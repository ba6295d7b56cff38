//! Error types for FHIR JSON decoding and encoding.

use meridian_serde_support::DecodeError;
use thiserror::Error;

/// Errors returned by the codec entry points.
#[derive(Debug, Error)]
pub enum SerdeError {
    /// The input is not JSON, or a JSON tree could not be written.
    #[error("JSON error: {0}")]
    Json(#[from] serde_json::Error),

    /// The input is JSON but not a valid instance of the target type.
    #[error("FHIR decode error: {0}")]
    Decode(#[from] DecodeError),
}

impl SerdeError {
    /// JSON-pointer location of a decode failure.
    pub fn path(&self) -> Option<&str> {
        match self {
            SerdeError::Decode(err) => Some(&err.path),
            SerdeError::Json(_) => None,
        }
    }

    pub fn as_decode(&self) -> Option<&DecodeError> {
        match self {
            SerdeError::Decode(err) => Some(err),
            SerdeError::Json(_) => None,
        }
    }
}

/// Result type alias for FHIR serialization operations
pub type Result<T> = std::result::Result<T, SerdeError>;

=======

Task description:
Copy all lines from the material that include "path".

Expected output:
    pub fn path(&self) -> Option<&str> {
            SerdeError::Decode(err) => Some(&err.path),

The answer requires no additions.